Marine Le Pen, cheffe de file du Rassemblement national, a lancé un appel mobilisateur ce 19 mars pour faire barrage à Emmanuel Grégoire. Elle l'accuse d'avoir une part de responsabilité dans les affaires de violences subies par des élèves dans le cadre du périscolaire.
"La responsabilité de la gauche dans le système qui a permis des agressions contre tant d'enfants est intolérable et aurait dû conduire au retrait pur et simple de M. Grégoire", a-t-elle affirmé via le réseau social X.
Ensuite, elle a exhorté les électeurs : "Pour cette seule raison, j'appelle tous les citoyens honnêtes à faire barrage à de tels irresponsables".
De son côté, Emmanuel Grégoire a exprimé son "honneur" d'être adversaire de Le Pen, tout en soulignant qu'il n'était pas effrayé par le manque de soutien de cette dernière.
Des propos jugés indécents
Sur la question du scandale du périscolaire, le socialiste s'est insurgé contre la façon dont on instrumentalise les drames de la protection de l'enfance pour des raisons politiques. "Il est indécent d'utiliser ces tragédies pour des calculs bassement politiciens", a-t-il déclaré, ajoutant que cette tactique était caractéristique de l'extrême droite.

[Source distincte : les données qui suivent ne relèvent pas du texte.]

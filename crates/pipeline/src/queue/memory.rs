//! In-process queue guarded by a single mutex.
//!
//! Every operation runs inside one critical section, which makes the
//! admission check, the claim and the expiry sweep atomic. Processing log
//! entries for admission and finalization are appended to the queue's
//! [`MemoryJournal`] inside the same section.

use std::collections::HashMap;
use std::sync::{Arc, Mutex, MutexGuard};

use async_trait::async_trait;
use photochanger_core::deadlines::DeadlinePolicy;
use photochanger_core::types::{JobId, Timestamp};
use photochanger_db::models::job::{Job, JobListQuery};
use photochanger_db::models::processing_log::ProcessingLog;
use photochanger_db::models::status::{FailureReason, JobStatus};

use super::{check_admissible, check_terminal, reconcile_finalized, JobQueue};
use crate::error::QueueError;
use crate::stats::MemoryJournal;

pub struct MemoryJobQueue {
    max_in_flight: i64,
    deadlines: DeadlinePolicy,
    jobs: Mutex<HashMap<JobId, Job>>,
    journal: Arc<MemoryJournal>,
}

impl MemoryJobQueue {
    pub fn new(max_in_flight: usize) -> Self {
        Self {
            max_in_flight: i64::try_from(max_in_flight).unwrap_or(i64::MAX),
            deadlines: DeadlinePolicy::default(),
            jobs: Mutex::new(HashMap::new()),
            journal: Arc::new(MemoryJournal::new()),
        }
    }

    /// Admit only jobs whose deadline follows `deadlines`.
    pub fn with_deadlines(mut self, deadlines: DeadlinePolicy) -> Self {
        self.deadlines = deadlines;
        self
    }

    /// The log this queue appends its transitions to.
    pub fn journal(&self) -> Arc<MemoryJournal> {
        Arc::clone(&self.journal)
    }

    /// Copy of every stored job, oldest first.
    pub fn snapshot(&self) -> Vec<Job> {
        let mut jobs: Vec<Job> = self.lock().values().cloned().collect();
        jobs.sort_by(|a, b| a.created_at.cmp(&b.created_at).then(a.id.cmp(&b.id)));
        jobs
    }

    fn lock(&self) -> MutexGuard<'_, HashMap<JobId, Job>> {
        self.jobs.lock().unwrap_or_else(|poisoned| poisoned.into_inner())
    }
}

fn count_in_flight(jobs: &HashMap<JobId, Job>, now: Timestamp) -> i64 {
    jobs.values()
        .filter(|job| !job.is_finalized && job.expires_at > now)
        .count() as i64
}

#[async_trait]
impl JobQueue for MemoryJobQueue {
    async fn enqueue(&self, job: Job) -> Result<Job, QueueError> {
        check_admissible(&job, &self.deadlines)?;
        let mut jobs = self.lock();
        if jobs.contains_key(&job.id) {
            return Err(QueueError::Invalid(format!("job {} already exists", job.id)));
        }
        let in_flight = count_in_flight(&jobs, job.created_at);
        if in_flight >= self.max_in_flight {
            return Err(QueueError::Busy {
                in_flight,
                max_in_flight: self.max_in_flight,
            });
        }
        let mut stored = job;
        stored.status = JobStatus::Pending;
        jobs.insert(stored.id, stored.clone());
        self.journal.append(&ProcessingLog::received(&stored));
        Ok(stored)
    }

    async fn acquire_for_processing(&self, now: Timestamp) -> Result<Option<Job>, QueueError> {
        let mut jobs = self.lock();
        let next = jobs
            .values()
            .filter(|job| {
                job.status == JobStatus::Pending && !job.is_finalized && job.expires_at >= now
            })
            .min_by(|a, b| a.created_at.cmp(&b.created_at).then(a.id.cmp(&b.id)))
            .map(|job| job.id);

        Ok(next.and_then(|id| jobs.get_mut(&id)).map(|job| {
            job.status = JobStatus::Processing;
            job.updated_at = now;
            job.clone()
        }))
    }

    async fn mark_finalized(&self, job: &Job, log: &ProcessingLog) -> Result<Job, QueueError> {
        check_terminal(job, log)?;

        let mut jobs = self.lock();
        let stored = jobs.get_mut(&job.id).ok_or(QueueError::NotFound(job.id))?;
        if stored.is_finalized {
            return reconcile_finalized(job, stored.clone());
        }

        stored.is_finalized = true;
        stored.failure_reason = job.failure_reason;
        stored.finalized_at = job.finalized_at;
        stored.updated_at = job.updated_at;
        stored.result_file_path = job.result_file_path.clone();
        stored.result_inline_payload = job.result_inline_payload.clone();
        stored.result_mime_type = job.result_mime_type.clone();
        stored.result_size_bytes = job.result_size_bytes;
        stored.result_checksum = job.result_checksum.clone();
        stored.result_expires_at = job.result_expires_at;
        self.journal.append(log);
        Ok(stored.clone())
    }

    async fn release_expired(&self, now: Timestamp) -> Result<Vec<Job>, QueueError> {
        let mut jobs = self.lock();
        let mut released: Vec<Job> = jobs
            .values_mut()
            .filter(|job| !job.is_finalized && job.expires_at < now)
            .map(|job| {
                job.finalize_failure(FailureReason::Timeout, now);
                job.clone()
            })
            .collect();
        released.sort_by_key(|job| job.expires_at);
        for job in &released {
            self.journal.append(&ProcessingLog::expired(job, now));
        }
        Ok(released)
    }

    async fn get_job(&self, id: JobId) -> Result<Option<Job>, QueueError> {
        Ok(self.lock().get(&id).cloned())
    }

    async fn list_jobs(&self, query: &JobListQuery) -> Result<Vec<Job>, QueueError> {
        let jobs = self.lock();
        let mut matching: Vec<&Job> = jobs
            .values()
            .filter(|job| query.slot_id.as_deref().is_none_or(|slot| job.slot_id == slot))
            .filter(|job| query.is_finalized.is_none_or(|f| job.is_finalized == f))
            .collect();
        matching.sort_by(|a, b| b.created_at.cmp(&a.created_at).then(b.id.cmp(&a.id)));

        let offset = usize::try_from(query.effective_offset()).unwrap_or(usize::MAX);
        let limit = usize::try_from(query.effective_limit()).unwrap_or(usize::MAX);
        Ok(matching
            .into_iter()
            .skip(offset)
            .take(limit)
            .cloned()
            .collect())
    }

    async fn in_flight(&self, now: Timestamp) -> Result<i64, QueueError> {
        Ok(count_in_flight(&self.lock(), now))
    }

    async fn record_provider_reference(
        &self,
        id: JobId,
        reference: &str,
        now: Timestamp,
    ) -> Result<(), QueueError> {
        let mut jobs = self.lock();
        let job = jobs.get_mut(&id).ok_or(QueueError::NotFound(id))?;
        if job.is_finalized {
            return Err(QueueError::AlreadyFinalized(id));
        }
        job.provider_job_reference = Some(reference.to_string());
        job.updated_at = now;
        Ok(())
    }

    async fn purge_expired_results(&self, now: Timestamp) -> Result<Vec<String>, QueueError> {
        let mut jobs = self.lock();
        let mut paths = Vec::new();
        for job in jobs.values_mut() {
            let has_result =
                job.result_file_path.is_some() || job.result_inline_payload.is_some();
            let expired = job.result_expires_at.is_some_and(|at| at <= now);
            if job.is_finalized && has_result && expired {
                if let Some(path) = job.result_file_path.take() {
                    paths.push(path);
                }
                job.clear_result();
            }
        }
        Ok(paths)
    }
}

"La gravité du moment mériterait une responsabilité plus mesurée, et je suis honoré d'être un adversaire de Madame Le Pen," a-t-il écrit.
En réponse à ce débat, le président du RN, Jordan Bardella, a également pris position, affirmant qu'il voterait pour Rachida Dati si cela était possible.
En regardant vers le second tour, Emmanuel Grégoire a mentionné la "gravité du moment", en accusant Rachida Dati de faire miroiter une lutte contre l'extrême droite tout en acceptant son aide électorale.